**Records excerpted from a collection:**

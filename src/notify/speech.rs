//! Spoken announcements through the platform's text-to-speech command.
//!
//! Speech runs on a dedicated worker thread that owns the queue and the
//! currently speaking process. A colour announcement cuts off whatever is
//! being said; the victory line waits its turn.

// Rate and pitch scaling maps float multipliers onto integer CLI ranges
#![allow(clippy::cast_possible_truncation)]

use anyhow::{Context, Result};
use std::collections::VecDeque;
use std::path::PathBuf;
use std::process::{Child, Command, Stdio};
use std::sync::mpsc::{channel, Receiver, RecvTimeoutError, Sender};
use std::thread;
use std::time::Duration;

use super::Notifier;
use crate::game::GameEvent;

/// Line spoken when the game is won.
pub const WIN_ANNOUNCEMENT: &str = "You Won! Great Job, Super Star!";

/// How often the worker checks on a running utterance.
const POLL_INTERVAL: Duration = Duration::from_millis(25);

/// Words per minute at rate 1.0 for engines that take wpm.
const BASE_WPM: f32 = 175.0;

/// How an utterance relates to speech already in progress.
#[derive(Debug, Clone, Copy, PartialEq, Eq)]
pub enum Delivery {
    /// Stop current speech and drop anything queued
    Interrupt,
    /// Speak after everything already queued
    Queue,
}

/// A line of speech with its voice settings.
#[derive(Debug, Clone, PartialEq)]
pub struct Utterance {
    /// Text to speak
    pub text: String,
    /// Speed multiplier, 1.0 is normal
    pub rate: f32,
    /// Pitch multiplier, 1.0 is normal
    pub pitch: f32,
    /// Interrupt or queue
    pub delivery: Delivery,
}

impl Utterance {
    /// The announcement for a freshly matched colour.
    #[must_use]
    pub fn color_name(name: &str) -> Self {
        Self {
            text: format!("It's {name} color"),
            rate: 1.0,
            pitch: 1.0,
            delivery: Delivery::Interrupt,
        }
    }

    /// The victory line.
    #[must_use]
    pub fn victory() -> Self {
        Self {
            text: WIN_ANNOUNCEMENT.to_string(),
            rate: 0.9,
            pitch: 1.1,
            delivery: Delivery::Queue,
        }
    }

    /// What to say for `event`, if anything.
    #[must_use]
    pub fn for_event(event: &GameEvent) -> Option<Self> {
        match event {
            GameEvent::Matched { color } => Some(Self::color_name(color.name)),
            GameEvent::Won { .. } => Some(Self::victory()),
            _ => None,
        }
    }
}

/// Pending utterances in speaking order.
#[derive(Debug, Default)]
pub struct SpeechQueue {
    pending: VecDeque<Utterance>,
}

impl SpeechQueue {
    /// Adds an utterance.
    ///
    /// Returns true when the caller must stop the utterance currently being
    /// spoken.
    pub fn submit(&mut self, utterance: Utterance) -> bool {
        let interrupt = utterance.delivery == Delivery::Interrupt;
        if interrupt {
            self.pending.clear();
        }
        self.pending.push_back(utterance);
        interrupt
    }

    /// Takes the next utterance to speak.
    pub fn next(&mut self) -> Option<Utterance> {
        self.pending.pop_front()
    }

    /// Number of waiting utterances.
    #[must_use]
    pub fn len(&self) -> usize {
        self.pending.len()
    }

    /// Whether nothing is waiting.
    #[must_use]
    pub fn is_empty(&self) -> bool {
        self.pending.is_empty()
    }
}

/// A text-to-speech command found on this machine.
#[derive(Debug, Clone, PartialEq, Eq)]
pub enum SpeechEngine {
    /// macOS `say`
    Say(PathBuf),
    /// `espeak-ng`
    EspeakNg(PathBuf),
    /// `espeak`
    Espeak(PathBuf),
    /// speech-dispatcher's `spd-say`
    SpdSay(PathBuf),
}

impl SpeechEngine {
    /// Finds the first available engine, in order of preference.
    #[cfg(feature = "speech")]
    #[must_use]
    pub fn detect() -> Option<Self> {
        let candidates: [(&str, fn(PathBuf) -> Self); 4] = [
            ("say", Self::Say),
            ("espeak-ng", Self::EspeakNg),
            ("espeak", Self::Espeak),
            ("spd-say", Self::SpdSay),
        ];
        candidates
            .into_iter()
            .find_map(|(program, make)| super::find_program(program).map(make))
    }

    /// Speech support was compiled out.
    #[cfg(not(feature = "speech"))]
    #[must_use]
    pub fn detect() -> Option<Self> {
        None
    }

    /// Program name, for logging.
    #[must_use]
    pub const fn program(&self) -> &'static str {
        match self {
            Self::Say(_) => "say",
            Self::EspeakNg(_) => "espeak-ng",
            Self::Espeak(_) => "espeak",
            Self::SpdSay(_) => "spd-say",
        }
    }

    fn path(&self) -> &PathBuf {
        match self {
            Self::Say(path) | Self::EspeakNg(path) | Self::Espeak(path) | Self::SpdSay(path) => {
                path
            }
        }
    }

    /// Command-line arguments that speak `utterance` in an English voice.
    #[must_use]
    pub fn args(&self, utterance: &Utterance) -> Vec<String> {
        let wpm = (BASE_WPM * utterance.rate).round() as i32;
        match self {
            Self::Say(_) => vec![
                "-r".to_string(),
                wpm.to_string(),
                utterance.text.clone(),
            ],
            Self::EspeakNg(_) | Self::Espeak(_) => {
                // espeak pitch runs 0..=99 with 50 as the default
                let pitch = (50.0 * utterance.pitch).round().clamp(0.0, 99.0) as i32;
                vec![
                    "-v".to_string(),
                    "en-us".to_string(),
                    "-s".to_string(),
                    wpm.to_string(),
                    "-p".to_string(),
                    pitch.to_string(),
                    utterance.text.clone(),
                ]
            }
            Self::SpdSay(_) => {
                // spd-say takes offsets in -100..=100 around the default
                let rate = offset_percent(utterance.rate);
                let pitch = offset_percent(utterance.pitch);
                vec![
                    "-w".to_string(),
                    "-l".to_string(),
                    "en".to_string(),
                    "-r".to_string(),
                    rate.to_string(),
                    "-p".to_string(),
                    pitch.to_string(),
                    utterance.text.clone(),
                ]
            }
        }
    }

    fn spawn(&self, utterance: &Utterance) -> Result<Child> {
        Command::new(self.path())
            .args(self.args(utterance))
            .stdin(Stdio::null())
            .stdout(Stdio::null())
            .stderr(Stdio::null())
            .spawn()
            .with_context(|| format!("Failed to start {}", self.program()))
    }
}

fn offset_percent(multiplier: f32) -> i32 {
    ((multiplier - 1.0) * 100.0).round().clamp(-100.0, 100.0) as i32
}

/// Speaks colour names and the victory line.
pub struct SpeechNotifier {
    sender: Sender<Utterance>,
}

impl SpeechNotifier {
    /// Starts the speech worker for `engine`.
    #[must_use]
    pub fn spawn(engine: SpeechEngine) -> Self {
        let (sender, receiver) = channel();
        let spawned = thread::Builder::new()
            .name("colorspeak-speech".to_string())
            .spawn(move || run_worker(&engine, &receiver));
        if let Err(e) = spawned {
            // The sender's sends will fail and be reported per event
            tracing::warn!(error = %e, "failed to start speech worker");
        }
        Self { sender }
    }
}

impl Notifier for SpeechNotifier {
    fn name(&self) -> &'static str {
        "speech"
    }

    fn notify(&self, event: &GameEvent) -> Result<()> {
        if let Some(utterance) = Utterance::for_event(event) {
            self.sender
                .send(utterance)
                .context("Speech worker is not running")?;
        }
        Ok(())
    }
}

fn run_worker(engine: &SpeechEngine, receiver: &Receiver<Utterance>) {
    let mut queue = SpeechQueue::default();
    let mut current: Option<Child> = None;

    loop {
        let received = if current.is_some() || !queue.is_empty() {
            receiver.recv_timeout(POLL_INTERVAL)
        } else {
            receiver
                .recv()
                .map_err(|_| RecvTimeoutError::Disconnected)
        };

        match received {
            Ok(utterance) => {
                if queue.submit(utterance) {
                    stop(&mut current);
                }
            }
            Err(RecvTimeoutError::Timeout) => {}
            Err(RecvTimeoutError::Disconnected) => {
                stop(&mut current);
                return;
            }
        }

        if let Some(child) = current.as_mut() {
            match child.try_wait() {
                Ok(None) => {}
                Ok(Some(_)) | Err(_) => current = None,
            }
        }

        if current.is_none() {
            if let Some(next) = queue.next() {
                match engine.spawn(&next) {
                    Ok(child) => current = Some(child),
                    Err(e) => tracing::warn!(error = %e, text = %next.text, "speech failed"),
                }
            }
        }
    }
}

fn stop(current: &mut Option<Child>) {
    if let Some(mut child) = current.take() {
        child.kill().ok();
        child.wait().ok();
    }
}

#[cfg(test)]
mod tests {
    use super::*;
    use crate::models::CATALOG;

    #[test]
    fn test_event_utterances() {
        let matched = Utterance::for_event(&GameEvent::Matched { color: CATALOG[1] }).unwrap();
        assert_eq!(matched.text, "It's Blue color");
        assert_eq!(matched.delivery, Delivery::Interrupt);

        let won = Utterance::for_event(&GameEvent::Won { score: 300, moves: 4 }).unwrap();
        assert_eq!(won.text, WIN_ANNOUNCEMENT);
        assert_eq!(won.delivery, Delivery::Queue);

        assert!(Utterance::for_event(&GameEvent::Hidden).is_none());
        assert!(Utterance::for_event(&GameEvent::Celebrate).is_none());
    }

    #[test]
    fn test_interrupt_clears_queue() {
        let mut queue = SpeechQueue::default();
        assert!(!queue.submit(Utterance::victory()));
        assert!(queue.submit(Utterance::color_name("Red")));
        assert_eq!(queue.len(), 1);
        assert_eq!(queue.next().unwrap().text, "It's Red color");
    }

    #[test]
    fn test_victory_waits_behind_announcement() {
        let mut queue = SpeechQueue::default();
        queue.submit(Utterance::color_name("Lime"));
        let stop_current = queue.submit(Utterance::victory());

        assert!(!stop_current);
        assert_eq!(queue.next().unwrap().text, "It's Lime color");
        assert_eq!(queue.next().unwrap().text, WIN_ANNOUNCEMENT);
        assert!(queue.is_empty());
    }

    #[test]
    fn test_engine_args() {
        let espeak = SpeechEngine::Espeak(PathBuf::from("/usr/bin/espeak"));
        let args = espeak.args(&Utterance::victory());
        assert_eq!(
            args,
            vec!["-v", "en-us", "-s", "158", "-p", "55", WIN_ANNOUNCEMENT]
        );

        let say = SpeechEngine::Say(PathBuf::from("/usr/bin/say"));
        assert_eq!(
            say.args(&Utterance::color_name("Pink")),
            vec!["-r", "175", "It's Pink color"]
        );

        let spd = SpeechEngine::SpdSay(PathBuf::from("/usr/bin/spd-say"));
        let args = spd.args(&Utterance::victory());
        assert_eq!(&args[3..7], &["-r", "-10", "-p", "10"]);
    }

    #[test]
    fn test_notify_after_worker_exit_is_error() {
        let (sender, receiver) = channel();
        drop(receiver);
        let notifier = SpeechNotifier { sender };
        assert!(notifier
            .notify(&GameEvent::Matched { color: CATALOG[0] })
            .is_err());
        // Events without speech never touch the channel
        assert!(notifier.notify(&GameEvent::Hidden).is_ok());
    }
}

**Task instructions:** Please list every line of the records that contains "Duration".

**Response to the exercise:**
use std::time::Duration;
const POLL_INTERVAL: Duration = Duration::from_millis(25);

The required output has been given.